We are having issues with rrd leaving 5-10 minute intervals of no data for items such as cpu load on various systems. Most of the time it happens three times in a row like at 2, 3 and 4 pm. I am not finding anything is the logs on either the client or server.
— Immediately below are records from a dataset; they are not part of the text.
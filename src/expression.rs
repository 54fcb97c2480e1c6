//! Deferred subjects
//!
//! An [`Expression`] is how a predicate reaches the value under test. The value
//! is produced on first use and memoized, so every child of a combinator sees
//! the same subject and the producing closure runs at most once, no matter how
//! many predicates inspect it.
//!
//! # Example
//!
//! ```
//! use std::cell::Cell;
//! use satisfy::Expression;
//!
//! let calls = Cell::new(0);
//! let expr = Expression::new(|| {
//!     calls.set(calls.get() + 1);
//!     Ok(Some(42))
//! });
//!
//! assert_eq!(expr.evaluate(), Ok(Some(&42)));
//! assert_eq!(expr.evaluate(), Ok(Some(&42)));
//! assert_eq!(calls.get(), 1);
//! ```

use std::cell::{Cell, OnceCell};
use std::fmt;

use crate::EvaluationError;

/// Source position of an expectation, threaded through for diagnostics.
#[derive(Debug, Clone, PartialEq, Eq, Hash)]
#[cfg_attr(feature = "serde", derive(serde::Serialize, serde::Deserialize))]
pub struct Location {
    file: String,
    line: u32,
}

impl Location {
    /// Create a location from a file path and line number.
    pub fn new(file: impl Into<String>, line: u32) -> Self {
        Location {
            file: file.into(),
            line,
        }
    }

    /// The location of the caller of the enclosing `#[track_caller]` function.
    #[track_caller]
    pub fn caller() -> Self {
        let caller = std::panic::Location::caller();
        Location::new(caller.file(), caller.line())
    }

    /// File path.
    pub fn file(&self) -> &str {
        &self.file
    }

    /// Line number, 1-based.
    pub fn line(&self) -> u32 {
        self.line
    }
}

impl fmt::Display for Location {
    fn fmt(&self, f: &mut fmt::Formatter<'_>) -> fmt::Result {
        write!(f, "{}:{}", self.file, self.line)
    }
}

type Thunk<'a, T> = Box<dyn FnOnce() -> Result<Option<T>, EvaluationError> + 'a>;

/// A lazily evaluated, memoized subject plus the location it came from.
///
/// `Ok(None)` means the subject is absent (nil). `Err` is a propagated failure;
/// it is memoized too, so every later `evaluate` replays it.
///
/// The memo is a plain `OnceCell`, so an `Expression` is not `Sync` and cannot
/// be evaluated from two threads at once.
pub struct Expression<'a, T> {
    thunk: Cell<Option<Thunk<'a, T>>>,
    value: OnceCell<Result<Option<T>, EvaluationError>>,
    location: Location,
}

impl<'a, T> Expression<'a, T> {
    /// Defer `produce` until the first evaluation, recording the caller's location.
    #[track_caller]
    pub fn new<F>(produce: F) -> Self
    where
        F: FnOnce() -> Result<Option<T>, EvaluationError> + 'a,
    {
        Self::with_location(produce, Location::caller())
    }

    /// Defer `produce` with an explicit location.
    pub fn with_location<F>(produce: F, location: Location) -> Self
    where
        F: FnOnce() -> Result<Option<T>, EvaluationError> + 'a,
    {
        Expression {
            thunk: Cell::new(Some(Box::new(produce))),
            value: OnceCell::new(),
            location,
        }
    }

    /// An already-known subject.
    ///
    /// # Example
    ///
    /// ```
    /// use satisfy::Expression;
    ///
    /// let expr = Expression::value("hello");
    /// assert_eq!(expr.evaluate(), Ok(Some(&"hello")));
    /// ```
    #[track_caller]
    pub fn value(value: T) -> Self {
        Self::settled(Ok(Some(value)), Location::caller())
    }

    /// A subject that is known to be absent.
    #[track_caller]
    pub fn absent() -> Self {
        Self::settled(Ok(None), Location::caller())
    }

    fn settled(outcome: Result<Option<T>, EvaluationError>, location: Location) -> Self {
        Expression {
            thunk: Cell::new(None),
            value: OnceCell::from(outcome),
            location,
        }
    }

    /// Produce the subject, running the deferred closure on first use only.
    ///
    /// A propagated failure without a location gets this expression's location.
    /// If a previous evaluation unwound out of the closure, later calls fail
    /// instead of reporting an absent subject.
    pub fn evaluate(&self) -> Result<Option<&T>, EvaluationError> {
        let outcome = self.value.get_or_init(|| match self.thunk.take() {
            Some(produce) => produce().map_err(|err| match err.location() {
                Some(_) => err,
                None => err.at(self.location.clone()),
            }),
            None => Err(EvaluationError::new("subject evaluation did not complete")
                .at(self.location.clone())),
        });
        match outcome {
            Ok(value) => Ok(value.as_ref()),
            Err(err) => Err(err.clone()),
        }
    }

    /// Where the expectation was written.
    pub fn location(&self) -> &Location {
        &self.location
    }

    /// Whether the subject has been produced (or failed) yet.
    pub fn is_evaluated(&self) -> bool {
        self.value.get().is_some()
    }
}

impl<T: fmt::Debug> fmt::Debug for Expression<'_, T> {
    fn fmt(&self, f: &mut fmt::Formatter<'_>) -> fmt::Result {
        f.debug_struct("Expression")
            .field("value", &self.value.get())
            .field("location", &self.location)
            .finish()
    }
}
Some googling indicated that the issue may go away by using the no-cache option for RRD. I have added it to the hobbitlaunch.cfg as such:
hobbitlaunch.cfg: CMD hobbitd_channel --channel=status --log=$BBSERVERLOGS/rrd-status.log hobbitd_rrd --no-cache --extra-tests=cpucisco,ifaload,ifload,vload,wphlstat,wperrors --extra-script=/home/xymon/server/ext/extra-rrd.pl --rrddir=$BBVAR/rrd
hobbitlaunch.cfg: CMD hobbitd_channel --channel=data --log=$BBSERVERLOGS/rrd-data.log hobbitd_rrd --no-cache --extra-tests=mpstat,zonestat --extra-script=/home/xymon/server/ext/rrd_data.pl --rrddir=$BBVAR/rrd
This is on a 32 bit red hat system and when I do a ps -ef | grep rrd I show the following:
xymon 7635 7599 0 14:26 ? 00:00:01 hobbitd_channel --channel=status --log=/home/xymon/logs/rrd-status.log hobbitd_rrd --no-cache --extra-tests=cpucisco,ifaload,ifload,vload,wphlstat,wperrors --extra-script=/home/xymon/server/ext/extra-rrd.pl --rrddir=/home/xymon/data/rrd
xymon 7636 7599 0 14:26 ? 00:00:00 hobbitd_channel --channel=data --log=/home/xymon/logs/rrd-data.log hobbitd_rrd --no-cache --extra-tests=mpstat,zonestat --extra-script=/home/xymon/server/ext/rrd_data.pl --rrddir=/home/xymon/data/rrd
xymon 7672 7635 0 14:26 ? 00:00:07 hobbitd_rrd --no-cache --extra-tests=cpucisco,ifaload,ifload,vload,wphlstat,wperrors --extra-script=/home/xymon/server/ext/extra-rrd.pl --rrddir=/home/xymon/data/rrd
xymon 7681 7636 0 14:26 ? 00:00:03 hobbitd_rrd --no-cache --extra-tests=mpstat,zonestat --extra-script=/home/xymon/server/ext/rrd_data.pl --rrddir=/home/xymon/data/rrd
So it looks like it is in effect, but looking at the tmp file I still see the following:
srw-rw-rw- 1 xymon xymon 0 Nov 13 14:26 rrdctl.7672
srw-rw-rw- 1 xymon xymon 0 Nov 13 14:26 rrdctl.7681
When I stop and restart xymon I still get messages such as:
rrd-status.log:2009-11-13 14:26:09 Cache flush completed
rrd-status.log:2009-11-13 14:26:18 Peer not up, flushing message queue
So my question is have I placed the -no-cache in the wrong sequence on the startup command or is that been taken out of beta-2?
Thank you,
Tom